Victoria's mayor and two councillors have tabled a motion asking for among other things a limit on cruise ships entering the city until a plan can be found to limit their emissions and waste.
Lisa Helps and councillors Marianne Alto and Ben Isitt tabled the motion which will go before council on Oct. 17.
It makes a number of recommendations, including having staff look into requiring cruise ships to use shore power while docked; having the Greater Victoria Harbour Authority (GVHA) report to council on the impact of the cruise ship operations on the environment; and not increasing the number of cruise ships coming to Victoria until emissions and waste issues are dealt with.
Shore power allows cruise ships to turn off their engines to reduce emissions while docked. Vancouver's Canada Place cruise ship terminal put shore power in place in 2009.
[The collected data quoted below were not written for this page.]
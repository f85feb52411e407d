use std::sync::{Arc, Mutex, MutexGuard, OnceLock, PoisonError};

use math::automorphism::GALOISGENERATOR;
use math::dft::ntt::Table;
use math::modulus::WordOps;
use math::modulus::prime::Prime;
use math::ring::Ring;
use tracing::{debug, trace};
use utils::map::Map;

use crate::error::{BatchError, Result};

/// NTT table of the plaintext ring, holding the primitive 2n-th root of unity.
pub type RootTable = Table<u64>;

/// Bijection between logical slots and NTT-domain indices.
///
/// Slot i of row 0 evaluates at psi^(3^i), slot i of row 1 at psi^(-3^i).
/// The forward NTT puts the evaluation at psi^(2*bitrev(j)+1) at index j,
/// so the exponents are mapped back through the bit-reversal.
#[derive(Clone, Debug, PartialEq, Eq)]
pub struct SlotPermutation {
    forward: Vec<usize>,
    inverse: Vec<usize>,
}

impl SlotPermutation {
    /// n must be a power of two >= 2.
    pub fn new(n: usize) -> Self {
        debug_assert!(n >= 2 && n & (n - 1) == 0, "invalid n={}", n);

        let log_n: u32 = n.log2() as _;
        let row_size: usize = n >> 1;
        let mask: u64 = ((n as u64) << 1) - 1;

        let mut forward: Vec<usize> = vec![0; n];
        let mut exponent: u64 = 1;
        for i in 0..row_size {
            let index_row0: usize = ((exponent - 1) >> 1) as usize;
            let index_row1: usize = ((mask - exponent) >> 1) as usize;
            forward[i] = index_row0.reverse_bits_msb(log_n);
            forward[row_size + i] = index_row1.reverse_bits_msb(log_n);
            exponent = (exponent * GALOISGENERATOR) & mask;
        }

        let mut inverse: Vec<usize> = vec![0; n];
        forward
            .iter()
            .enumerate()
            .for_each(|(slot, &index)| inverse[index] = slot);

        Self { forward, inverse }
    }

    /// slot -> NTT index.
    pub fn forward(&self) -> &[usize] {
        &self.forward
    }

    /// NTT index -> slot.
    pub fn inverse(&self) -> &[usize] {
        &self.inverse
    }

    pub fn len(&self) -> usize {
        self.forward.len()
    }

    pub fn is_empty(&self) -> bool {
        self.forward.is_empty()
    }
}

/// Everything the encoder derives from (t, n), read-only once built.
#[derive(Clone, Debug, PartialEq)]
pub struct BatchTables {
    ring: Ring<u64>,
    generator: u64,
    permutation: SlotPermutation,
}

impl BatchTables {
    pub fn new(plain_modulus: u64, poly_modulus_degree: usize) -> Result<Self> {
        let n: usize = poly_modulus_degree;
        if n < 2 || n & (n - 1) != 0 {
            return Err(BatchError::Construction(format!(
                "poly_modulus_degree={} is not a power of two >= 2",
                n
            )));
        }

        let prime: Prime<u64> = Prime::<u64>::new(plain_modulus)?;

        let cyclotomic_order: u64 = (n as u64) << 1;
        if plain_modulus % cyclotomic_order != 1 {
            return Err(BatchError::Construction(format!(
                "batching not supported: plain_modulus={} is not congruent to 1 mod 2n={}",
                plain_modulus, cyclotomic_order
            )));
        }

        let generator: u64 = prime.primitive_root()?;
        let ring: Ring<u64> = Ring::new(n, plain_modulus)?;

        let root: u64 = ring.dft.psi();
        if prime.pow(root, n as u64) != plain_modulus - 1 || prime.pow(root, cyclotomic_order) != 1 {
            return Err(BatchError::Construction(format!(
                "root={} is not a primitive 2n-th root of unity mod {}",
                root, plain_modulus
            )));
        }

        let permutation: SlotPermutation = SlotPermutation::new(n);

        debug!(
            plain_modulus,
            poly_modulus_degree = n,
            generator,
            root,
            "built batching tables"
        );

        Ok(Self {
            ring,
            generator,
            permutation,
        })
    }

    pub fn plain_modulus(&self) -> u64 {
        self.ring.q()
    }

    pub fn poly_modulus_degree(&self) -> usize {
        self.ring.n()
    }

    pub fn slot_count(&self) -> usize {
        self.ring.n()
    }

    /// Smallest generator of (Z/tZ)^*.
    pub fn generator(&self) -> u64 {
        self.generator
    }

    /// Primitive 2n-th root of unity generator^((t-1)/2n).
    pub fn root(&self) -> u64 {
        self.ring.dft.psi()
    }

    pub fn root_table(&self) -> &RootTable {
        &self.ring.dft
    }

    pub fn ring(&self) -> &Ring<u64> {
        &self.ring
    }

    pub fn permutation(&self) -> &SlotPermutation {
        &self.permutation
    }
}

/// Tables shared across encoders, keyed by (t, n).
pub struct TableCache {
    tables: Mutex<Map<(u64, usize), Arc<BatchTables>>>,
}

impl TableCache {
    pub fn new() -> Self {
        Self {
            tables: Mutex::new(Map::new()),
        }
    }

    pub fn global() -> &'static TableCache {
        static GLOBAL: OnceLock<TableCache> = OnceLock::new();
        GLOBAL.get_or_init(TableCache::new)
    }

    /// Returns the cached tables for (t, n), building them on a miss.
    /// Failed builds are not cached.
    pub fn get_or_build(&self, plain_modulus: u64, poly_modulus_degree: usize) -> Result<Arc<BatchTables>> {
        let key: (u64, usize) = (plain_modulus, poly_modulus_degree);

        if let Some(tables) = self.lock().get(&key) {
            trace!(plain_modulus, poly_modulus_degree, "table cache hit");
            return Ok(tables.clone());
        }

        trace!(plain_modulus, poly_modulus_degree, "table cache miss");
        // Built outside the lock, a concurrent builder may win the insert.
        let tables: Arc<BatchTables> = Arc::new(BatchTables::new(plain_modulus, poly_modulus_degree)?);

        let mut map = self.lock();
        if let Some(existing) = map.get(&key) {
            return Ok(existing.clone());
        }
        map.insert(key, tables.clone());
        Ok(tables)
    }

    pub fn len(&self) -> usize {
        self.lock().len()
    }

    pub fn is_empty(&self) -> bool {
        self.lock().is_empty()
    }

    fn lock(&self) -> MutexGuard<'_, Map<(u64, usize), Arc<BatchTables>>> {
        self.tables.lock().unwrap_or_else(PoisonError::into_inner)
    }
}

impl Default for TableCache {
    fn default() -> Self {
        Self::new()
    }
}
In February, the City of Victoria declared a climate emergency and directed staff to report back with an accelerated timeline to achieve carbon neutrality by 2030 and zero carbon emissions by 2050.
The motion calls on the cruise ship industry to be part of that shift.
'Social license needed'
"In a climate emergency, the cruise ship industry must act to demonstrate its commitment to a sustainable environment if it is to capture the social licence needed to operate in our city," it reads.
The GVHA says that Victoria's Ogden Point terminal is the busiest cruise ship port-of-call in Canada. Cruise tourism has grown from 110 ship calls carrying 161,000 passengers in 2002 to a record number of 250 cruise ships and 640,000 passengers during the 2018 season.
The motion says that during the summer months a large amount of waste from cruise ships — 150 tonnes per month — is dumped at the Hartland landfill. The city says that makes up one per cent of all waste disposed of at the landfill.
"It is a significant amount of offshore waste dumped in our local landfill," said the motion.
GVHA disagrees with approach
Ian Robertson, CEO of the GVHA, says he is surprised and disappointed by the motion. He says that the authority is already taking steps to reduce emissions from the cruise ship industry.
"Where we agree is that more can be done, a lot has been done ... I think where we disagree is on the path forward and how we get there," he said.
"I was hoping the approach taken by the mayor would have been more collaborative."
However, Mayor Helps say the GVHA's emission reduction target of 50 per cent by 2050 isn't good enough.
"That doesn't fit with [the] Paris Agreement, it doesn't fit with Victoria's goals either," she said.
Local business owner Al Hasham, who is also a director of the B.C. Chamber of Commerce, says he is concerned the motion from Helps and the councillors, if passed, will hurt Victoria's economy.
"We all care about climate change, we all care about the environment, but we take it in steps and make the right changes ... that doesn't effect out economy and city," he said.
On Saturday, Robertson also seemed to indicate that Helps and the city may be overstepping its jurisdiction in trying to regulate the cruise ship industry.
"The property and the access to the port is operated and owned by the harbour authority. So it would be an interesting conversation if they wanted to do that," he said, "I hope we never get there."